Data shown —
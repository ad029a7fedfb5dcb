use super::{BlockIndex, ChainEntry};
use bitcoin::BlockHash;

/// The best-known chain, materialized as a dense height-indexed array.
///
/// Every populated slot satisfies `chain.get(h).height == h` and each
/// entry's previous link is the slot below it, so height lookups are O(1)
/// and membership is an identity check. Mutated only through
/// [`set_tip`](Chain::set_tip) by whoever drives reorgs.
#[derive(Debug, Clone, Default)]
pub struct Chain {
    entries: Vec<ChainEntry>,
}

impl Chain {
    pub fn new() -> Self {
        Self::default()
    }

    /// Height of the tip, or `None` for an empty chain
    pub fn height(&self) -> Option<u32> {
        self.entries.len().checked_sub(1).map(|height| height as u32)
    }

    pub fn tip(&self) -> Option<&ChainEntry> {
        self.entries.last()
    }

    pub fn genesis(&self) -> Option<&ChainEntry> {
        self.entries.first()
    }

    pub fn get(&self, height: u32) -> Option<&ChainEntry> {
        self.entries.get(height as usize)
    }

    pub fn len(&self) -> usize {
        self.entries.len()
    }

    pub fn is_empty(&self) -> bool {
        self.entries.is_empty()
    }

    /// Whether this exact entry is on the chain. Competing branches share
    /// heights, so this compares identity, not height.
    pub fn contains(&self, entry: &ChainEntry) -> bool {
        self.get(entry.height)
            .map_or(false, |ours| ours.hash == entry.hash)
    }

    /// The entry following this one on the chain, if the entry itself is
    /// on the chain and not the tip
    pub fn next(&self, entry: &ChainEntry) -> Option<&ChainEntry> {
        if self.contains(entry) {
            self.get(entry.height + 1)
        } else {
            None
        }
    }

    /// Splice in a new best tip.
    ///
    /// Walks backward from `tip`, overwriting slots until it reaches one
    /// that already holds the right entry; everything below that fork point
    /// is shared with the old chain and left untouched. `None` clears the
    /// chain entirely.
    pub fn set_tip(&mut self, tip: Option<&ChainEntry>, index: &BlockIndex) {
        let tip = match tip {
            Some(tip) => *tip,
            None => {
                self.entries.clear();
                return;
            }
        };

        self.entries.truncate(tip.height as usize + 1);

        // entries above the old length, collected tip-first
        let mut pending = Vec::new();
        let mut cursor = Some(tip);
        while let Some(entry) = cursor {
            let slot = entry.height as usize;
            if slot < self.entries.len() {
                if self.entries[slot].hash == entry.hash {
                    break;
                }
                self.entries[slot] = entry;
            } else {
                pending.push(entry);
            }
            if entry.is_genesis() {
                break;
            }
            cursor = index.get(&entry.prev_block).copied();
        }

        while let Some(entry) = pending.pop() {
            debug_assert_eq!(entry.height as usize, self.entries.len());
            self.entries.push(entry);
        }
    }

    /// The deepest entry shared between this chain and the path from
    /// `entry` to genesis
    pub fn find_fork(&self, entry: &ChainEntry, index: &BlockIndex) -> Option<ChainEntry> {
        let height = self.height()?;
        let mut entry = if entry.height > height {
            *index.ancestor(entry, height)?
        } else {
            *entry
        };
        while !self.contains(&entry) {
            if entry.is_genesis() {
                return None;
            }
            entry = *index.get(&entry.prev_block)?;
        }
        Some(entry)
    }

    /// The lowest entry whose running-maximum block time is at or past
    /// `time`. Binary search, since `time_max` is monotonic along the
    /// chain even though raw header times are not.
    pub fn find_earliest_at_least(&self, time: u32) -> Option<&ChainEntry> {
        let index = self.entries.partition_point(|entry| entry.time_max < time);
        self.entries.get(index)
    }

    /// A compact backward summary of the chain starting at `from` (the tip
    /// if `None`): dense for the latest blocks, then exponentially sparser,
    /// always ending at genesis. Sync logic sends this to describe what it
    /// has without listing every hash.
    pub fn locator(&self, from: Option<&ChainEntry>, index: &BlockIndex) -> Vec<BlockHash> {
        let mut entry = match from.or_else(|| self.tip()) {
            Some(entry) => *entry,
            None => return vec![],
        };

        let mut hashes = Vec::with_capacity(32);
        let mut step = 1u32;
        loop {
            hashes.push(entry.hash);
            if entry.height == 0 {
                break;
            }
            let height = entry.height.saturating_sub(step);
            entry = if self.contains(&entry) {
                *self.get(height).expect("chain is dense below a member")
            } else {
                match index.ancestor(&entry, height) {
                    Some(ancestor) => *ancestor,
                    None => break,
                }
            };
            if hashes.len() > 10 {
                step *= 2;
            }
        }
        hashes
    }
}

What you should do — Print each line, exactly as written, from the one that contains "listing every hash." to the end of the data above, with both end lines included and nothing else.

Task response —
    /// has without listing every hash.
    pub fn locator(&self, from: Option<&ChainEntry>, index: &BlockIndex) -> Vec<BlockHash> {
        let mut entry = match from.or_else(|| self.tip()) {
            Some(entry) => *entry,
            None => return vec![],
        };

        let mut hashes = Vec::with_capacity(32);
        let mut step = 1u32;
        loop {
            hashes.push(entry.hash);
            if entry.height == 0 {
                break;
            }
            let height = entry.height.saturating_sub(step);
            entry = if self.contains(&entry) {
                *self.get(height).expect("chain is dense below a member")
            } else {
                match index.ancestor(&entry, height) {
                    Some(ancestor) => *ancestor,
                    None => break,
                }
            };
            if hashes.len() > 10 {
                step *= 2;
            }
        }
        hashes
    }
}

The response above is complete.